La madre, anche per problemi di droga, porta la famiglia a trasferirsi a Baltimora, Maryland, negli anni Ottanta. Qui, Tupac frequenta la scuola e inizia a giocare con il rap e a coltivare la passione per la musica. Nel 1988 si trasferisce nuovamente con la famiglia, questa volta a Marin City, California.

 

Inizia a esibirsi con i Digital Underground nel 1990, in un ruolo secondario e ancora giovanissimo, ma nel 1991 compare come rapper in “Same Song”, firmandosi 2Pac. Con questo nickname pubblica anche il suo primo album solista 2Pacalypse Now (1991).
I brani commentano la società con un taglio politicizzato e un tono aggressivo, soprattutto nei confronti delle forze dell'ordine. A livello di testi, rimarrà il suo album più schierato e politico, mentre i successivi verteranno sempre di più sulla propria vita e le vicende personali.
Le produzioni sono complessivamente deludenti, con semplici ritmi funk e arrangiamenti poco elaborati, più vicini agli N.W.A. che all'esplosiva miscela cacofonica dei Public Enemy. La protagonista è, tuttavia, la voce del giovane rapper assieme ai suoi testi: è un "giovane uomo nero", come si autodefinisce in un brano, che dimostra di avere già qualcosa del timbro virile e profondo che lo renderà famoso, insieme alle doti interpretative di snocciolare testi violenti quanto riflessioni più drammatiche. Alcuni brani, però, suonano ancora ingenui, anche a causa di metriche e flow non sempre carismatici e affinati.
Dei 13 brani in scaletta, se ne ricordano soprattutto alcuni. Sicuramente l’iniziale “Young Black Male”, perché funge da presentazione della rap persona di Tupac e “Soulja’s Story”, primo esempio di una narrazione più conscious sviluppata anche in “Words Of Wisdom”, da mettere in contrapposizione con le più dirette “I Don’t Give A Fuck” e “Tha’ Lunatic”.
Il brano più citato di questo esordio è però “Brenda’s Got A Baby”, sulla vicenda di una dodicenne incinta che diventa uno spunto per commentare la società e le sue storture. Al netto di un arrangiamento che non è invecchiato bene, con invadenti vocalizzi soul e un
beat generico, questa canzone è la prima dimostrazione che, con la sua capacità di narratore, Tupac può arrivare a un pubblico trasversale.
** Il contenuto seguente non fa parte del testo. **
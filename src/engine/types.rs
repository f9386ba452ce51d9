use std::collections::BTreeSet;
use std::fmt;

use serde::{Deserialize, Serialize};

// ═══════════════════════════════════════════════════════════
// Shared enums
// ═══════════════════════════════════════════════════════════

/// Triage level attached to every result. Ordered: `Low < Medium < High`.
#[derive(Debug, Clone, Copy, PartialEq, Eq, PartialOrd, Ord, Hash, Serialize, Deserialize)]
#[serde(rename_all = "lowercase")]
pub enum Urgency {
    Low,
    Medium,
    High,
}

impl fmt::Display for Urgency {
    fn fmt(&self, f: &mut fmt::Formatter<'_>) -> fmt::Result {
        match self {
            Self::Low => write!(f, "low"),
            Self::Medium => write!(f, "medium"),
            Self::High => write!(f, "high"),
        }
    }
}

/// Severity of a single report finding.
#[derive(Debug, Clone, Copy, PartialEq, Eq, Serialize, Deserialize)]
#[serde(rename_all = "lowercase")]
pub enum Severity {
    Normal,
    Abnormal,
    Critical,
}

// ═══════════════════════════════════════════════════════════
// Inputs
// ═══════════════════════════════════════════════════════════

/// Normalized symptom labels: trimmed, lower-cased, deduplicated.
#[derive(Debug, Clone, Default, PartialEq, Eq)]
pub struct SymptomSet(BTreeSet<String>);

impl SymptomSet {
    pub fn from_labels<I, S>(labels: I) -> Self
    where
        I: IntoIterator<Item = S>,
        S: AsRef<str>,
    {
        Self(
            labels
                .into_iter()
                .map(|s| s.as_ref().trim().to_lowercase())
                .filter(|s| !s.is_empty())
                .collect(),
        )
    }

    pub fn contains(&self, symptom: &str) -> bool {
        self.0.contains(symptom)
    }

    pub fn is_empty(&self) -> bool {
        self.0.is_empty()
    }

    pub fn len(&self) -> usize {
        self.0.len()
    }

    pub fn iter(&self) -> impl Iterator<Item = &str> {
        self.0.iter().map(String::as_str)
    }
}

/// Everything the symptom predictor needs for one request.
#[derive(Debug, Clone)]
pub struct SymptomQuery {
    /// Labels exactly as the caller sent them (used for prompts and history).
    pub raw_symptoms: Vec<String>,
    pub symptoms: SymptomSet,
    pub additional_info: String,
}

impl SymptomQuery {
    pub fn new(raw_symptoms: Vec<String>, additional_info: Option<String>) -> Self {
        let symptoms = SymptomSet::from_labels(&raw_symptoms);
        Self {
            raw_symptoms,
            symptoms,
            additional_info: additional_info.unwrap_or_default(),
        }
    }
}

/// Everything the report analyzer needs for one request.
#[derive(Debug, Clone)]
pub struct ReportQuery {
    pub report_type: String,
    pub notes: String,
    pub file_names: Vec<String>,
}

// ═══════════════════════════════════════════════════════════
// Symptom prediction output
// ═══════════════════════════════════════════════════════════

/// Canonical output of the symptom predictor. Field names are a wire contract.
#[derive(Debug, Clone, PartialEq, Serialize, Deserialize)]
pub struct PredictionResult {
    pub diseases: Vec<DiseaseScore>,
    pub medications: Vec<Medication>,
    pub recommendations: Vec<String>,
    pub urgency: Urgency,
    pub confidence_score: u8,
}

#[derive(Debug, Clone, PartialEq, Serialize, Deserialize)]
pub struct DiseaseScore {
    pub name: String,
    /// Percentage in [0, 100]. Fractional when derived from a partial match.
    pub probability: f64,
    pub description: String,
}

#[derive(Debug, Clone, PartialEq, Eq, Serialize, Deserialize)]
pub struct Medication {
    pub name: String,
    pub dosage: String,
    pub instructions: String,
}

// ═══════════════════════════════════════════════════════════
// Report analysis output
// ═══════════════════════════════════════════════════════════

/// Canonical output of the report analyzer. Field names are a wire contract.
#[derive(Debug, Clone, PartialEq, Serialize, Deserialize)]
pub struct AnalysisResult {
    #[serde(rename = "reportType")]
    pub report_type: String,
    pub findings: Vec<Finding>,
    pub recommendations: Vec<String>,
    pub urgency: Urgency,
    pub summary: String,
    pub confidence: u8,
}

#[derive(Debug, Clone, PartialEq, Eq, Serialize, Deserialize)]
pub struct Finding {
    pub category: String,
    pub finding: String,
    pub severity: Severity,
    pub description: String,
}
//! Symptom prediction endpoint.

use axum::extract::State;
use axum::Json;

use crate::api::error::ApiError;
use crate::api::types::{
    ApiContext, AssessmentResponse, PredictRequest, MAX_SYMPTOMS, MAX_SYMPTOM_CHARS,
};
use crate::engine::{PredictionResult, SymptomQuery};
use crate::upstream::{truncate_chars, truncate_notes};

/// `POST /api/predict` — rank likely conditions for a symptom list.
///
/// Blank labels are dropped before validation; labels and notes are cut to
/// bounded length before anything is stored. The assessment runs on the
/// blocking pool because the remote strategy uses a blocking HTTP client.
pub async fn predict(
    State(ctx): State<ApiContext>,
    Json(payload): Json<PredictRequest>,
) -> Result<Json<AssessmentResponse<PredictionResult>>, ApiError> {
    let symptoms: Vec<String> = payload
        .symptoms
        .into_iter()
        .map(|s| truncate_chars(s.trim(), MAX_SYMPTOM_CHARS).to_string())
        .filter(|s| !s.is_empty())
        .collect();

    if symptoms.is_empty() {
        return Err(ApiError::BadRequest("No symptoms provided".into()));
    }
    if symptoms.len() > MAX_SYMPTOMS {
        return Err(ApiError::BadRequest(format!(
            "Maximum {MAX_SYMPTOMS} symptoms per request"
        )));
    }

    let additional_info = payload
        .additional_info
        .map(|info| truncate_notes(&info).to_string());
    let query = SymptomQuery::new(symptoms, additional_info);
    tracing::info!(count = query.raw_symptoms.len(), "Symptom prediction requested");

    let service = ctx.service.clone();
    let (query, assessment) = tokio::task::spawn_blocking(move || {
        let assessment = service.predict(&query);
        (query, assessment)
    })
    .await?;

    let id = ctx.history.record_prediction(
        query.raw_symptoms,
        query.additional_info,
        assessment.result.clone(),
        assessment.ai_model.clone(),
    )?;

    Ok(Json(AssessmentResponse {
        result: assessment.result,
        ai_model: assessment.ai_model,
        saved_to_history: id.is_some(),
        id,
    }))
}
static XRAY_RULES: &[ReportRule] = &[
    ReportRule {
        applies: |c| c.tuberculosis,
        fragment: Fragment {
            report_type: "Chest X-Ray - Tuberculosis Screening",
            findings: &[
                finding(
                    "Pulmonary Findings",
                    "Bilateral upper lobe infiltrates with cavitation",
                    Severity::Critical,
                    "Multiple cavitary lesions visible in both upper lobes, highly suggestive of pulmonary tuberculosis. Cavitations show thick walls with surrounding consolidation.",
                ),
                finding(
                    "Pleural Assessment",
                    "Pleural thickening noted",
                    Severity::Abnormal,
                    "Bilateral pleural thickening consistent with chronic inflammatory process.",
                ),
                finding(
                    "Cardiac Silhouette",
                    "Heart size within normal limits",
                    Severity::Normal,
                    "Cardiac borders are clearly defined with normal cardiothoracic ratio.",
                ),
            ],
            recommendations: &[
                "URGENT: Immediate isolation and contact tracing required",
                "Start anti-tuberculosis therapy immediately",
                "Sputum culture and sensitivity testing",
                "HIV testing recommended",
                "Contact public health authorities",
                "Follow-up chest X-ray in 2 months",
            ],
            urgency: Urgency::High,
            summary: "Chest X-ray shows findings highly suggestive of active pulmonary tuberculosis with bilateral cavitary disease. Immediate medical intervention and isolation protocols required.",
            confidence: 94,
        },
    },
    ReportRule {
        applies: |c| c.pneumonia,
        fragment: Fragment {
            report_type: "Chest X-Ray - Pneumonia Assessment",
            findings: &[
                finding(
                    "Lung Parenchyma",
                    "Right lower lobe consolidation",
                    Severity::Abnormal,
                    "Dense consolidation in the right lower lobe with air bronchograms, consistent with bacterial pneumonia.",
                ),
                finding(
                    "Pleural Space",
                    "Small right pleural effusion",
                    Severity::Abnormal,
                    "Small amount of pleural fluid in the right costophrenic angle.",
                ),
            ],
            recommendations: &[
                "Start appropriate antibiotic therapy",
                "Monitor oxygen saturation",
                "Follow-up X-ray in 48-72 hours",
                "Consider blood cultures if febrile",
            ],
            urgency: Urgency::Medium,
            summary: "Chest X-ray demonstrates right lower lobe pneumonia with small pleural effusion. Antibiotic treatment indicated.",
            confidence: 91,
        },
    },
    ReportRule {
        applies: always,
        fragment: Fragment {
            report_type: "Chest X-Ray Analysis",
            findings: &[
                finding(
                    "Lung Fields",
                    "Clear lung fields bilaterally",
                    Severity::Normal,
                    "Both lungs are well-expanded with clear parenchyma. No evidence of consolidation, masses, or infiltrates.",
                ),
                finding(
                    "Heart and Mediastinum",
                    "Normal cardiac silhouette and mediastinal contours",
                    Severity::Normal,
                    "Heart size is normal with clear cardiac borders. Mediastinal structures are within normal limits.",
                ),
                finding(
                    "Bony Structures",
                    "No acute bony abnormalities",
                    Severity::Normal,
                    "Visible ribs, spine, and shoulder structures appear intact.",
                ),
            ],
            recommendations: &[
                "No acute pulmonary abnormalities detected",
                "Continue routine health maintenance",
                "Follow-up as clinically indicated",
            ],
            urgency: Urgency::Low,
            summary: "Chest X-ray is normal with clear lung fields and normal cardiac silhouette. No acute abnormalities identified.",
            confidence: 88,
        },
    },
];

static BLOOD_TEST_RULES: &[ReportRule] = &[
    ReportRule {
        applies: |c| c.cancer,
        fragment: Fragment {
            report_type: "Oncology Blood Panel",
            findings: &[
                finding(
                    "Complete Blood Count",
                    "Severe leukopenia (WBC: 2,100/μL)",
                    Severity::Critical,
                    "White blood cell count significantly below normal range (4,000-11,000/μL), indicating possible bone marrow suppression or hematologic malignancy.",
                ),
                finding(
                    "Tumor Markers",
                    "Markedly elevated CEA and CA 19-9",
                    Severity::Critical,
                    "Carcinoembryonic antigen (CEA) and CA 19-9 levels significantly elevated, suggesting active malignancy.",
                ),
                finding(
                    "Blood Chemistry",
                    "Elevated LDH and low albumin",
                    Severity::Abnormal,
                    "Lactate dehydrogenase elevation with hypoalbuminemia consistent with tumor burden and metabolic stress.",
                ),
            ],
            recommendations: &[
                "URGENT: Immediate oncology consultation required",
                "Consider hospitalization for further evaluation",
                "Bone marrow biopsy may be indicated",
                "Imaging studies for staging",
                "Monitor for signs of infection due to low WBC",
            ],
            urgency: Urgency::High,
            summary: "Blood work shows significant abnormalities consistent with hematologic malignancy or advanced solid tumor. Immediate oncology evaluation required.",
            confidence: 96,
        },
    },
    ReportRule {
        applies: always,
        fragment: Fragment {
            report_type: "Comprehensive Metabolic Panel",
            findings: &[
                finding(
                    "Complete Blood Count",
                    "All parameters within normal limits",
                    Severity::Normal,
                    "WBC: 6,800/μL, RBC: 4.5M/μL, Hemoglobin: 14.2 g/dL, Platelets: 285,000/μL - all within normal ranges.",
                ),
                finding(
                    "Basic Metabolic Panel",
                    "Normal electrolytes and kidney function",
                    Severity::Normal,
                    "Sodium, potassium, chloride, and creatinine levels are normal. eGFR >60 indicates normal kidney function.",
                ),
            ],
            recommendations: &[
                "Blood work is normal",
                "Continue current health maintenance",
                "Routine follow-up in 6-12 months",
            ],
            urgency: Urgency::Low,
            summary: "Complete blood panel shows all parameters within normal limits. No abnormalities detected.",
            confidence: 92,
        },
    },
];

static PATHOLOGY_RULES: &[ReportRule] = &[
    ReportRule {
        applies: |c| c.cancer || c.biopsy,
        fragment: Fragment {
            report_type: "Histopathology Report - Tissue Biopsy",
            findings: &[
                finding(
                    "Microscopic Examination",
                    "Invasive adenocarcinoma identified",
                    Severity::Critical,
                    "Malignant glandular epithelium with invasion into surrounding stroma. Tumor shows moderate differentiation (Grade 2).",
                ),
                finding(
                    "Immunohistochemistry",
                    "Positive for cytokeratin and CEA",
                    Severity::Critical,
                    "Tumor cells show positive staining for epithelial markers, confirming adenocarcinoma diagnosis.",
                ),
                finding(
                    "Margins",
                    "Margins involved by tumor",
                    Severity::Critical,
                    "Malignant cells extend to the surgical resection margin, indicating incomplete excision.",
                ),
            ],
            recommendations: &[
                "URGENT: Immediate oncology consultation",
                "Multidisciplinary tumor board review",
                "Consider re-excision for clear margins",
                "Staging studies including CT and PET scan",
                "Genetic counseling evaluation",
            ],
            urgency: Urgency::High,
            summary: "Pathology confirms invasive adenocarcinoma with positive margins. Immediate oncology consultation and staging required.",
            confidence: 98,
        },
    },
    ReportRule {
        applies: always,
        fragment: Fragment {
            report_type: "Histopathology Report",
            findings: &[finding(
                "Microscopic Findings",
                "Benign tissue with chronic inflammation",
                Severity::Normal,
                "No malignant cells identified. Mild chronic inflammatory infiltrate present.",
            )],
            recommendations: &[
                "Benign findings - no malignancy detected",
                "Clinical correlation recommended",
                "Routine follow-up as indicated",
            ],
            urgency: Urgency::Low,
            summary: "Pathology shows benign tissue with no evidence of malignancy.",
            confidence: 89,
        },
    },
];

static ECG_RULES: &[ReportRule] = &[
    ReportRule {
        applies: |c| c.heart_problem,
        fragment: Fragment {
            report_type: "12-Lead Electrocardiogram",
            findings: &[
                finding(
                    "Rhythm Analysis",
                    "Atrial fibrillation with rapid ventricular response",
                    Severity::Abnormal,
                    "Irregularly irregular rhythm with absent P waves and ventricular rate of 140 bpm.",
                ),
                finding(
                    "ST Segment",
                    "ST depression in lateral leads",
                    Severity::Abnormal,
                    "Horizontal ST depression in leads V4-V6, suggesting possible ischemia.",
                ),
            ],
            recommendations: &[
                "Immediate cardiology consultation",
                "Rate control with beta-blockers or calcium channel blockers",
                "Anticoagulation assessment",
                "Echocardiogram to evaluate cardiac function",
            ],
            urgency: Urgency::Medium,
            summary: "ECG shows atrial fibrillation with rapid rate and possible ischemic changes. Cardiology evaluation needed.",
            confidence: 93,
        },
    },
    ReportRule {
        applies: always,
        fragment: Fragment {
            report_type: "12-Lead Electrocardiogram",
            findings: &[finding(
                "Rhythm and Rate",
                "Normal sinus rhythm at 68 bpm",
                Severity::Normal,
                "Regular rhythm with normal P waves, PR interval, and QRS duration.",
            )],
            recommendations: &["ECG is normal", "Continue heart-healthy lifestyle"],
            urgency: Urgency::Low,
            summary: "Normal ECG with regular sinus rhythm and no abnormalities.",
            confidence: 91,
        },
    },
];

static MRI_RULES: &[ReportRule] = &[ReportRule {
    applies: always,
    fragment: Fragment {
        report_type: "MRI Scan Analysis",
        findings: &[finding(
            "Brain Parenchyma",
            "No acute intracranial abnormalities",
            Severity::Normal,
            "Brain tissue appears normal with no evidence of mass, hemorrhage, or acute infarction.",
        )],
        recommendations: &["MRI is normal", "Clinical correlation recommended"],
        urgency: Urgency::Low,
        summary: "MRI shows normal findings with no significant abnormalities.",
        confidence: 87,
    },
}];

static CT_SCAN_RULES: &[ReportRule] = &[ReportRule {
    applies: always,
    fragment: Fragment {
        report_type: "CT Scan Analysis",
        findings: &[finding(
            "Abdominal Organs",
            "Normal enhancement of liver, kidneys, and pancreas",
            Severity::Normal,
            "All abdominal organs show normal size, shape, and enhancement patterns.",
        )],
        recommendations: &["CT scan is normal", "No acute findings requiring intervention"],
        urgency: Urgency::Low,
        summary: "CT scan demonstrates normal findings.",
        confidence: 86,
    },
}];

static ULTRASOUND_RULES: &[ReportRule] = &[ReportRule {
    applies: always,
    fragment: Fragment {
        report_type: "Ultrasound Examination",
        findings: &[finding(
            "Sonographic Findings",
            "Normal organ echogenicity and size",
            Severity::Normal,
            "All visualized structures show normal ultrasound characteristics.",
        )],
        recommendations: &["Ultrasound is normal", "Routine follow-up as needed"],
        urgency: Urgency::Low,
        summary: "Ultrasound examination shows normal findings.",
        confidence: 84,
    },
}];
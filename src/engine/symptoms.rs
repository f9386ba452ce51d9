//! Symptom predictor: score rule categories against a symptom set and
//! synthesize a `PredictionResult` from the best one.

use super::rules::{
    ConditionRule, MedicationSpec, RuleCategory, CONDITION_RULES, DEFAULT_MEDICATIONS,
    DEFAULT_RECOMMENDATIONS,
};
use super::types::{DiseaseScore, Medication, PredictionResult, SymptomSet, Urgency};

/// Minimum match percentage for a category to be trusted.
pub const CONFIDENT_MATCH_THRESHOLD: f64 = 20.0;
/// Reported disease probabilities never fall below this.
pub const PROBABILITY_FLOOR: f64 = 60.0;
/// Added to the match percentage to form the confidence score.
const CONFIDENCE_BONUS: f64 = 20.0;
/// Confidence reported by the generic fallback.
pub const GENERIC_CONFIDENCE: u8 = 70;

/// How well one rule category matched a symptom set.
#[derive(Debug, Clone)]
pub struct CategoryMatch {
    pub rule: &'static ConditionRule,
    pub match_count: usize,
    pub match_percentage: f64,
}

impl CategoryMatch {
    pub fn category(&self) -> RuleCategory {
        self.rule.category
    }
}

/// Outcome of scoring a symptom set against the rule tables.
#[derive(Debug, Clone)]
pub enum MatchOutcome {
    Confident(CategoryMatch),
    NoConfidentMatch,
}

/// Score every rule; returns candidates (`match_count > 0`), best first.
///
/// Sorting is stable, so equal percentages keep declaration order.
pub fn rank_categories(symptoms: &SymptomSet) -> Vec<CategoryMatch> {
    let mut matches: Vec<CategoryMatch> = CONDITION_RULES
        .iter()
        .filter_map(|rule| {
            let match_count = rule.symptoms.iter().filter(|s| symptoms.contains(s)).count();
            if match_count == 0 {
                return None;
            }
            Some(CategoryMatch {
                rule,
                match_count,
                match_percentage: match_count as f64 * 100.0 / rule.symptoms.len() as f64,
            })
        })
        .collect();

    matches.sort_by(|a, b| b.match_percentage.total_cmp(&a.match_percentage));
    matches
}

/// Pick the top category if it clears the confidence threshold.
pub fn best_match(symptoms: &SymptomSet) -> MatchOutcome {
    let ranked = rank_categories(symptoms);

    tracing::debug!(
        matches = ?ranked
            .iter()
            .map(|m| format!("{}: {}/{:.1}%", m.category(), m.match_count, m.match_percentage))
            .collect::<Vec<_>>(),
        "Symptom pattern matches"
    );

    match ranked.into_iter().next() {
        Some(top) if top.match_percentage >= CONFIDENT_MATCH_THRESHOLD => MatchOutcome::Confident(top),
        _ => MatchOutcome::NoConfidentMatch,
    }
}

/// Discount a base probability by how incomplete the match was, floored at 60.
pub fn discounted_probability(base: f64, match_percentage: f64) -> f64 {
    (base - (100.0 - match_percentage)).max(PROBABILITY_FLOOR)
}

/// Confidence for a confident match, clamped to [0, 100].
pub fn confidence_for(match_percentage: f64) -> u8 {
    (match_percentage + CONFIDENCE_BONUS).round().clamp(0.0, 100.0) as u8
}

fn medications_from(specs: &[MedicationSpec]) -> Vec<Medication> {
    specs.iter().map(MedicationSpec::to_medication).collect()
}

/// Build the result for a confident category match.
pub fn synthesize(matched: &CategoryMatch) -> PredictionResult {
    let conditions = matched.rule.conditions;

    let diseases = conditions
        .iter()
        .map(|c| DiseaseScore {
            name: c.name.to_string(),
            probability: discounted_probability(c.base_probability, matched.match_percentage),
            description: c.description.to_string(),
        })
        .collect();

    let top = conditions.first();
    let medications = medications_from(
        top.and_then(|c| c.medications).unwrap_or(DEFAULT_MEDICATIONS),
    );
    let recommendations = top
        .and_then(|c| c.recommendations)
        .unwrap_or(DEFAULT_RECOMMENDATIONS)
        .iter()
        .map(|r| r.to_string())
        .collect();

    PredictionResult {
        diseases,
        medications,
        recommendations,
        urgency: top.map(|c| c.urgency).unwrap_or(Urgency::Low),
        confidence_score: confidence_for(matched.match_percentage),
    }
}

/// Fixed low-confidence result for symptom sets no category explains.
pub fn generic_fallback() -> PredictionResult {
    let disease = |name: &str, probability: f64, description: &str| DiseaseScore {
        name: name.to_string(),
        probability,
        description: description.to_string(),
    };

    PredictionResult {
        diseases: vec![
            disease(
                "Non-Specific Symptoms",
                65.0,
                "Combination of symptoms that may indicate various conditions requiring further evaluation",
            ),
            disease(
                "Stress-Related Symptoms",
                55.0,
                "Physical symptoms that may be related to stress, anxiety, or lifestyle factors",
            ),
            disease(
                "Viral Syndrome",
                45.0,
                "General viral infection with non-specific symptoms",
            ),
        ],
        medications: vec![
            Medication {
                name: "Symptomatic Relief".into(),
                dosage: "As needed".into(),
                instructions: "Treat individual symptoms appropriately".into(),
            },
            Medication {
                name: "Rest and Hydration".into(),
                dosage: "Adequate amounts".into(),
                instructions: "Support body's natural healing".into(),
            },
        ],
        recommendations: vec![
            "Monitor symptoms and note any changes or patterns".into(),
            "Ensure adequate rest, nutrition, and hydration".into(),
            "Consider stress management if symptoms may be stress-related".into(),
            "Consult healthcare provider for proper evaluation and diagnosis".into(),
            "Keep a symptom diary to help identify triggers or patterns".into(),
        ],
        urgency: Urgency::Low,
        confidence_score: GENERIC_CONFIDENCE,
    }
}

/// Run the full local symptom pipeline. Never fails.
pub fn predict_symptoms(symptoms: &SymptomSet) -> PredictionResult {
    match best_match(symptoms) {
        MatchOutcome::Confident(matched) => {
            tracing::info!(
                category = %matched.category(),
                match_percentage = matched.match_percentage,
                "Confident symptom match"
            );
            synthesize(&matched)
        }
        MatchOutcome::NoConfidentMatch => {
            tracing::info!(symptom_count = symptoms.len(), "No confident match, using generic fallback");
            generic_fallback()
        }
    }
}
Una rapstar contro il mondo (1992-1995)

 

tupaccorpo2_01Il secondo album, Strictly 4 My N.I.G.G.A.Z… (1993) si allontana dalle sfumature conscious dell’esordio per puntare su uno stile molto più esplosivo, ispirato in parti uguali a Ice Cube e ai Public Enemy, tra storie di strada e accuse politiche ma senza disdegnare aperture al mondo più ampio del pop. Il cambiamento è evidente sin dall’iniziale “Holler If Ya’ Hear Me”, che potrebbe uscire da “Fear Of A Black Planet” (1990), e viene confermato dagli stridori che tempestano “Last Wordz” (con Ice-T e Ice Cube) come dalla stratificazione ritmica di “Strugglin’”. A conclusione di una lunga scaletta di ben 16 brani, arriva anche “5 Deadly Venomz”, un’aggressione al microfono variegata dalla partecipazione di numerosi ospiti e da un assortimento di sirene della polizia.
Generalmente più veloce e denso, l’album azzarda anche alcune stravaganze stilistiche, come la voce distorta di “Souljah’s Revenge”, ma soprattutto scrive i primi brani che abbracciano uno stile potabile per il grande il pubblico, come il
crossover con l’r’n’b di “Keep Ya Head Up”, al contempo un manifesto per la comunità nera e un intenso brano a sostegno, ancora una volta, delle donne:

Some say the blacker the berry, the sweeter the juice
I say the darker the flesh, then the deeper the roots
I give a holla to my sisters on welfare
2Pac cares if don't nobody else care
And, uh, I know they like to beat you down a lot
When you come around the block, brothers clown a lot
But please don't cry, dry your eyes, never let up
Forgive, but don't forget, girl, keep ya head up

Un altro singolo rimane nella storia popolare del genere, ed è la festosa “I Get Around”, non a caso il più jazzy e smussato in una scaletta che spesso mira all’estetica gangsta. La sofisticata produzione della D-Flow Production Squad è in questo caso fondamentale per far emergere il potenziale di Tupac come rapstar.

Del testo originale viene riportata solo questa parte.